For each disputed term, the court found that the district court had improperly narrowed the claims to match specific features described in the specification. For example, the district court had interpreted “back channel” in a way that limited it to a particular communication pathway described in one embodiment, when the term’s plain meaning encompassed any return channel in a cable or communications system. Similarly, “centralized processing station” was interpreted too narrowly based on the specification’s preferred embodiment rather than the term’s ordinary technical meaning. The court vacated the judgment and remanded for new infringement proceedings applying the corrected constructions.
Key Takeaways
- Claim terms are presumed to carry their plain and ordinary meaning — courts may not restrict a claim term to a preferred embodiment described in the specification unless the specification expressly disclaims broader coverage or explicitly defines the term narrowly.

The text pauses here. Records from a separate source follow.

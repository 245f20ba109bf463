//! Per-client admission control for the request/response surface.
//!
//! Approximate sliding window: one fixed-duration window with a single
//! reset instant per client, not a true sliding log. Bursts at window
//! boundaries are an accepted tradeoff. The persistent channel is not
//! rate-limited by this component.
//!
//! Unlike its predecessor this table does not grow forever: expired
//! windows are reclaimed on next access and by [`RateLimiter::sweep_expired`],
//! which the server runs periodically.

use std::time::{Duration, Instant};

use dashmap::DashMap;
use dashmap::mapref::entry::Entry;

use crate::error::CoreError;

/// Window length and per-window request budget.
#[derive(Debug, Clone)]
pub struct RateLimitConfig {
    pub window: Duration,
    pub max_requests: u32,
}

impl Default for RateLimitConfig {
    fn default() -> Self {
        Self {
            window: Duration::from_secs(15 * 60),
            max_requests: 100,
        }
    }
}

/// Admission state for one client key.
#[derive(Debug, Clone, Copy)]
struct ClientWindow {
    count: u32,
    window_end: Instant,
}

/// Fixed-window rate limiter keyed by network origin.
pub struct RateLimiter {
    config: RateLimitConfig,
    clients: DashMap<String, ClientWindow>,
}

impl RateLimiter {
    pub fn new(config: RateLimitConfig) -> Self {
        Self {
            config,
            clients: DashMap::new(),
        }
    }

    /// Admit or reject a request from `client`.
    ///
    /// Rejection carries a retry-after hint equal to the remaining window
    /// time, rounded up to whole seconds.
    pub fn check(&self, client: &str) -> Result<(), CoreError> {
        self.check_at(client, Instant::now())
    }

    /// Clock-injected admission check. `now` is explicit so window-expiry
    /// behavior is testable without sleeping.
    pub fn check_at(&self, client: &str, now: Instant) -> Result<(), CoreError> {
        match self.clients.entry(client.to_owned()) {
            Entry::Vacant(slot) => {
                slot.insert(ClientWindow {
                    count: 1,
                    window_end: now + self.config.window,
                });
                Ok(())
            }
            Entry::Occupied(mut slot) => {
                let window = slot.get_mut();
                if now >= window.window_end {
                    // Stale window: reset in place (lazy reclamation).
                    window.count = 1;
                    window.window_end = now + self.config.window;
                    Ok(())
                } else if window.count >= self.config.max_requests {
                    Err(CoreError::RateLimited {
                        retry_after_secs: retry_after_secs(window.window_end, now),
                    })
                } else {
                    window.count += 1;
                    Ok(())
                }
            }
        }
    }

    /// Drop every client whose window has expired. Returns the number of
    /// entries evicted.
    pub fn sweep_expired(&self) -> usize {
        self.sweep_expired_at(Instant::now())
    }

    pub fn sweep_expired_at(&self, now: Instant) -> usize {
        let before = self.clients.len();
        self.clients.retain(|_, window| window.window_end > now);
        before - self.clients.len()
    }

    /// Number of client keys currently tracked.
    pub fn tracked_clients(&self) -> usize {
        self.clients.len()
    }
}

/// Remaining window time in whole seconds, rounded up, never zero.
fn retry_after_secs(window_end: Instant, now: Instant) -> u64 {
    let remaining = window_end.saturating_duration_since(now);
    let mut secs = remaining.as_secs();
    if remaining.subsec_nanos() > 0 {
        secs += 1;
    }
    secs.max(1)
}

#[cfg(test)]
#[allow(clippy::unwrap_used)]
mod tests {
    use super::*;

    fn small_config() -> RateLimitConfig {
        RateLimitConfig {
            window: Duration::from_secs(60),
            max_requests: 3,
        }
    }

    #[test]
    fn requests_within_budget_are_admitted() {
        let limiter = RateLimiter::new(small_config());
        let now = Instant::now();
        for _ in 0..3 {
            assert!(limiter.check_at("10.0.0.1", now).is_ok());
        }
    }

    #[test]
    fn request_over_budget_is_rejected_with_retry_hint() {
        let limiter = RateLimiter::new(small_config());
        let now = Instant::now();
        for _ in 0..3 {
            limiter.check_at("10.0.0.1", now).unwrap();
        }

        let err = limiter.check_at("10.0.0.1", now).unwrap_err();
        match err {
            CoreError::RateLimited { retry_after_secs } => {
                assert!(retry_after_secs > 0);
                assert!(retry_after_secs <= 60);
            }
            other => panic!("expected RateLimited, got {other:?}"),
        }
    }

    #[test]
    fn full_budget_at_default_config() {
        let limiter = RateLimiter::new(RateLimitConfig::default());
        let now = Instant::now();
        for _ in 0..100 {
            assert!(limiter.check_at("client", now).is_ok());
        }
        // The 101st request within one window is rejected.
        assert!(limiter.check_at("client", now).is_err());
    }

    #[test]
    fn expired_window_resets_counter_to_one() {
        let limiter = RateLimiter::new(small_config());
        let start = Instant::now();
        for _ in 0..3 {
            limiter.check_at("10.0.0.1", start).unwrap();
        }
        assert!(limiter.check_at("10.0.0.1", start).is_err());

        // Past the window: admitted again, counter restarts at 1.
        let later = start + Duration::from_secs(61);
        for _ in 0..3 {
            assert!(limiter.check_at("10.0.0.1", later).is_ok());
        }
        assert!(limiter.check_at("10.0.0.1", later).is_err());
    }

    #[test]
    fn clients_are_tracked_independently() {
        let limiter = RateLimiter::new(small_config());
        let now = Instant::now();
        for _ in 0..3 {
            limiter.check_at("10.0.0.1", now).unwrap();
        }
        assert!(limiter.check_at("10.0.0.1", now).is_err());
        assert!(limiter.check_at("10.0.0.2", now).is_ok());
    }

    #[test]
    fn sweep_evicts_only_expired_windows() {
        let limiter = RateLimiter::new(small_config());
        let start = Instant::now();
        limiter.check_at("stale", start).unwrap();
        limiter.check_at("fresh", start + Duration::from_secs(59)).unwrap();
        assert_eq!(limiter.tracked_clients(), 2);

        let evicted = limiter.sweep_expired_at(start + Duration::from_secs(61));
        assert_eq!(evicted, 1);
        assert_eq!(limiter.tracked_clients(), 1);
    }

    #[test]
    fn retry_after_rounds_up_to_whole_seconds() {
        let now = Instant::now();
        assert_eq!(retry_after_secs(now + Duration::from_millis(1500), now), 2);
        assert_eq!(retry_after_secs(now + Duration::from_secs(30), now), 30);
        assert_eq!(retry_after_secs(now, now), 1);
    }
}
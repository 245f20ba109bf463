//! Control-plane server for the vigil fleet monitor.
//!
//! Three cooperating pieces share one [`state::AppState`] context object:
//!
//! - **[`routes`]** — the rate-limited REST surface
//!   (`{success, data?, error?}` envelopes).
//! - **[`gateway`]** — the persistent channel: WebSocket connections,
//!   admission check, inbound command demux, private acknowledgments.
//! - **[`broadcaster`]** — the fixed-interval telemetry tick fanning full
//!   state snapshots out to every connected observer.
//!
//! Library and binary are split so the integration suite can drive a real
//! server on an ephemeral port.

pub mod auth;
pub mod broadcaster;
pub mod gateway;
pub mod routes;
pub mod state;
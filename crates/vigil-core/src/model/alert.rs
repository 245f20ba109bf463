// ── Alert transport types ──
//
// Alerts are produced by external collaborators; the control plane only
// carries them. Defined here so both surfaces share one wire contract.

use chrono::{DateTime, Utc};
use serde::{Deserialize, Serialize};

#[derive(Debug, Clone, Copy, PartialEq, Eq, PartialOrd, Ord, Serialize, Deserialize, strum::Display)]
#[serde(rename_all = "lowercase")]
#[strum(serialize_all = "lowercase")]
pub enum AlertSeverity {
    Info,
    Warning,
    Error,
    Critical,
}

#[derive(Debug, Clone, Serialize, Deserialize)]
#[serde(rename_all = "camelCase")]
pub struct Alert {
    pub id: String,
    pub system_id: String,
    pub severity: AlertSeverity,
    pub message: String,
    pub timestamp: DateTime<Utc>,
    pub acknowledged: bool,
}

- The presence of a specific implementation in the specification does not mean the claim is limited to that implementation; claim scope and specification embodiments serve different functions.
- District courts that construe claims too narrowly by importing specification limitations create reversible error — the Federal Circuit will vacate infringement judgments that rest on overly narrow constructions.
- In disputes involving communication network patents (cable, wireless, wireline), technical terms like “back channel” and “processing station” will generally be construed according to their recognized meanings in the relevant technical field, not according to a single embodiment.
Why It Matters
Promptu v. Comcast is a reminder of one of the most common errors in patent claim construction: reading specific features of preferred embodiments into the claims. This error can dramatically narrow a patent’s scope and result in a finding of noninfringement on products that a skilled artisan would recognize as falling within the claim’s ordinary meaning. The Federal Circuit reversal and remand — which ultimately led to a $240 million jury verdict for Promptu in 2026 — illustrates how high the stakes are in getting claim construction right.
For patent holders asserting claims against technology companies, the decision reinforces the importance of appealing claim construction rulings that inappropriately narrow claim scope. For accused infringers, it illustrates that specification-based narrowing arguments — while sometimes effective — are only available when the specification contains an unambiguous disclaimer or definition, not merely a preferred embodiment.